> _YOUR TASK_: Find the string "struct" in the data, then copy every line where it is found.

--- MATERIALS PROVIDED Enclosed Below ---

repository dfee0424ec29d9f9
pub mod password;
pub mod token;
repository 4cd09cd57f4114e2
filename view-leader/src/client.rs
use std::time::Duration;

use anyhow::{Context, Result, anyhow, bail, ensure};
use rand::Rng;
use tokio::{net::TcpStream, select, time::timeout};
use tracing::{debug, info, warn};

use crate::{
    config::PortRange,
    message::{Command, Request, RequestId, Response, Status, read_frame, write_frame},
};

const BACKOFF_BASE: Duration = Duration::from_millis(100);
const BACKOFF_CAP: Duration = Duration::from_secs(2);

/// Epoch and active membership as reported by the view leader.
#[derive(Debug, Clone, PartialEq, Eq)]
pub struct ServerView {
    pub epoch: u64,
    pub servers: Vec<String>,
}

/// Talks to a view leader somewhere in a port range.
///
/// The server answers one request per connection, so every call opens a
/// fresh connection.
pub struct ViewLeaderClient {
    host: String,
    ports: PortRange,
    timeout: Duration,
    next_request_id: RequestId,
}

impl ViewLeaderClient {
    pub fn new(host: impl Into<String>, ports: PortRange, timeout: Duration) -> Self {
        Self {
            host: host.into(),
            ports,
            timeout,
            next_request_id: 1,
        }
    }

    async fn connect(&self) -> Result<TcpStream> {
        for port in self.ports.ports() {
            match timeout(self.timeout, TcpStream::connect((self.host.as_str(), port))).await {
                Ok(Ok(stream)) => return Ok(stream),
                Ok(Err(err)) => debug!(port, error = %err, "connect failed"),
                Err(_) => debug!(port, "connect timed out"),
            }
        }

        bail!(
            "no view leader reachable on {} ports {}..={}",
            self.host,
            self.ports.start,
            self.ports.end
        )
    }

    /// Sends one command and waits for the matching response.
    pub async fn send(&mut self, command: Command) -> Result<Response> {
        let request_id = self.next_request_id;
        self.next_request_id += 1;

        let mut stream = self.connect().await?;
        let payload = Request::new(request_id, command)
            .encode()
            .context("failed to encode request")?;
        write_frame(&mut stream, &payload, self.timeout)
            .await
            .context("failed to send request")?;
        let frame = read_frame(&mut stream, self.timeout)
            .await
            .context("no response from view leader")?;
        let response = Response::decode(&frame).context("failed to decode response")?;

        ensure!(
            response.request_id() == request_id,
            "response is for request {}, expected {request_id}",
            response.request_id()
        );
        Ok(response)
    }

    async fn send_expecting_status(&mut self, command: Command) -> Result<Status> {
        match self.send(command).await? {
            Response::Executed { status, .. } => Ok(status),
            other => Err(anyhow!("unexpected response: {other:?}")),
        }
    }

    pub async fn heartbeat(&mut self, identity: &str, port: &str) -> Result<Status> {
        self.send_expecting_status(Command::Heartbeat {
            identity: identity.to_string(),
            port: port.to_string(),
        })
        .await
    }

    pub async fn query_servers(&mut self) -> Result<ServerView> {
        match self.send(Command::QueryServers).await? {
            Response::QueryServersResponse { epoch, servers, .. } => {
                Ok(ServerView { epoch, servers })
            }
            other => Err(anyhow!("unexpected response: {other:?}")),
        }
    }

    pub async fn lock_get(&mut self, name: &str, client_id: &str) -> Result<Status> {
        self.send_expecting_status(Command::LockGet {
            name: name.to_string(),
            client_id: client_id.to_string(),
        })
        .await
    }

    pub async fn lock_release(&mut self, name: &str, client_id: &str) -> Result<Status> {
        self.send_expecting_status(Command::LockRelease {
            name: name.to_string(),
            client_id: client_id.to_string(),
        })
        .await
    }

    /// Asks for `name` until it is granted, backing off with jitter between
    /// `Retry` answers. Returns `false` if every attempt was refused.
    pub async fn acquire(&mut self, name: &str, client_id: &str, attempts: u32) -> Result<bool> {
        for attempt in 0..attempts {
            match self.lock_get(name, client_id).await? {
                Status::Granted => return Ok(true),
                Status::Retry => {
                    let delay = backoff(attempt);
                    debug!(lock = %name, attempt, ?delay, "lock busy, backing off");
                    tokio::time::sleep(delay).await;
                }
                other => bail!("unexpected status {other:?} for lock {name}"),
            }
        }
        Ok(false)
    }
}

fn backoff(attempt: u32) -> Duration {
    let exponential = BACKOFF_BASE.saturating_mul(1 << attempt.min(5));
    let capped = exponential.min(BACKOFF_CAP);
    let jitter_ms = rand::thread_rng().gen_range(0..=capped.as_millis() as u64 / 2);
    capped / 2 + Duration::from_millis(jitter_ms)
}

/// Heartbeats under `identity` every `interval` until the leader answers
/// `Forbidden` or Ctrl-C is pressed. Transport failures are logged and the
/// next beat is tried as usual.
pub async fn run_worker(
    client: &mut ViewLeaderClient,
    identity: &str,
    port: &str,
    interval: Duration,
) -> Result<()> {
    info!(%identity, %port, "worker heartbeating");

    loop {
        match client.heartbeat(identity, port).await {
            Ok(Status::Ok) => debug!(%identity, "heartbeat accepted"),
            Ok(Status::Forbidden) => {
                warn!(%identity, "heartbeat rejected as expired; re-register under a new identity");
                return Ok(());
            }
            Ok(other) => warn!(%identity, status = ?other, "unexpected heartbeat status"),
            Err(err) => warn!(%identity, error = ?err, "heartbeat failed"),
        }

        select! {
            _ = tokio::time::sleep(interval) => {}
            ctrl_c = tokio::signal::ctrl_c() => {
                if let Err(error) = ctrl_c {
                    warn!(?error, "ctrl-c handler failed");
                }
                return Ok(());
            }
        }
    }
}

#[cfg(test)]
mod tests {
    use super::*;

    #[test]
    fn backoff_stays_within_cap() {
        for attempt in 0..20 {
            let delay = backoff(attempt);
            assert!(delay <= BACKOFF_CAP, "attempt {attempt} waited {delay:?}");
            assert!(delay >= BACKOFF_BASE / 2);
        }
    }

    #[tokio::test]
    async fn unreachable_leader_is_reported() {
        let listener = tokio::net::TcpListener::bind("127.0.0.1:0")
            .await
            .expect("bind");
        let port = listener.local_addr().expect("local addr").port();
        drop(listener);

        let mut client =
            ViewLeaderClient::new("127.0.0.1", PortRange::single(port), Duration::from_millis(200));
        assert!(client.query_servers().await.is_err());
    }
}
use std::{net::SocketAddr, time::Instant};

use tokio::sync::Mutex;

use crate::{
    config::ServerConfig,
    message::{Request, Response},
    state::{Transition, ViewSnapshot, ViewState},
};

/// Shared handle on the coordination state.
///
/// Every command runs as one critical section over the heartbeat table, the
/// epoch and the lock table together, so commands are serialized. The event
/// for a command is logged inside that same critical section, after the
/// transition has been applied, which keeps the log in commit order.
pub struct ViewLeader {
    state: Mutex<ViewState>,
}

impl ViewLeader {
    pub fn new(config: &ServerConfig) -> Self {
        Self {
            state: Mutex::new(ViewState::new(config.liveness_window)),
        }
    }

    pub async fn process(&self, request: Request, peer: SocketAddr) -> Response {
        let mut state = self.state.lock().await;
        // Read the clock only once the guard is held so accepted heartbeat
        // times never move backwards.
        let now = Instant::now();
        commit(&mut state, request, peer, now)
    }

    /// Like [`ViewLeader::process`] but evaluated at a caller-chosen instant.
    pub async fn process_at(&self, request: Request, peer: SocketAddr, now: Instant) -> Response {
        let mut state = self.state.lock().await;
        commit(&mut state, request, peer, now)
    }

    pub async fn snapshot(&self) -> ViewSnapshot {
        self.state.lock().await.snapshot()
    }
}

fn commit(state: &mut ViewState, request: Request, peer: SocketAddr, now: Instant) -> Response {
    let Transition { response, event } =
        state.apply(request.request_id, request.command, peer, now);
    event.emit();
    response
}

#[cfg(test)]
mod tests {
    use std::{sync::Arc, time::Duration};

    use super::*;
    use crate::message::{Command, Status};

    fn peer(port: u16) -> SocketAddr {
        SocketAddr::from(([10, 0, 0, 1], port))
    }

    #[tokio::test]
    async fn concurrent_admissions_bump_epoch_once_each() {
        let leader = Arc::new(ViewLeader::new(&ServerConfig::default()));

        let tasks: Vec<_> = (0..32u16)
            .map(|i| {
                let leader = Arc::clone(&leader);
                tokio::spawn(async move {
                    let command = Command::Heartbeat {
                        identity: format!("server-{i}"),
                        port: "9000".into(),
                    };
                    leader.process(Request::new(i.into(), command), peer(i)).await
                })
            })
            .collect();

        for task in tasks {
            let response = task.await.expect("task panicked");
            assert!(matches!(
                response,
                Response::Executed {
                    status: Status::Ok,
                    ..
                }
            ));
        }

        let snapshot = leader.snapshot().await;
        assert_eq!(snapshot.epoch, 32);
        assert_eq!(snapshot.servers.len(), 32);
    }

    #[tokio::test]
    async fn contended_lock_is_granted_exactly_once() {
        let leader = Arc::new(ViewLeader::new(&ServerConfig::default()));

        let tasks: Vec<_> = (0..16u16)
            .map(|i| {
                let leader = Arc::clone(&leader);
                tokio::spawn(async move {
                    let command = Command::LockGet {
                        name: "build".into(),
                        client_id: format!("client-{i}"),
                    };
                    leader.process(Request::new(i.into(), command), peer(i)).await
                })
            })
            .collect();

        let mut granted = 0;
        for task in tasks {
            if let Response::Executed {
                status: Status::Granted,
                ..
            } = task.await.expect("task panicked")
            {
                granted += 1;
            }
        }

        assert_eq!(granted, 1);
        assert_eq!(leader.snapshot().await.locks.len(), 1);
    }

    #[tokio::test]
    async fn injected_clock_drives_expiry() {
        let leader = ViewLeader::new(&ServerConfig {
            liveness_window: Duration::from_secs(10),
            ..ServerConfig::default()
        });
        let start = Instant::now();
        let heartbeat = || {
            Request::new(
                1,
                Command::Heartbeat {
                    identity: "s1".into(),
                    port: "9001".into(),
                },
            )
        };

        leader.process_at(heartbeat(), peer(1), start).await;
        let response = leader
            .process_at(heartbeat(), peer(1), start + Duration::from_secs(10))
            .await;

        assert_eq!(response, Response::executed(1, Status::Forbidden));
        let snapshot = leader.snapshot().await;
        assert_eq!(snapshot.epoch, 2);
        assert!(snapshot.servers.is_empty());
    }
}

--- End of Enclosed MATERIALS PROVIDED ---

> _FINAL ANSWER_:
pub struct ServerView {
pub struct ViewLeaderClient {
pub struct ViewLeader {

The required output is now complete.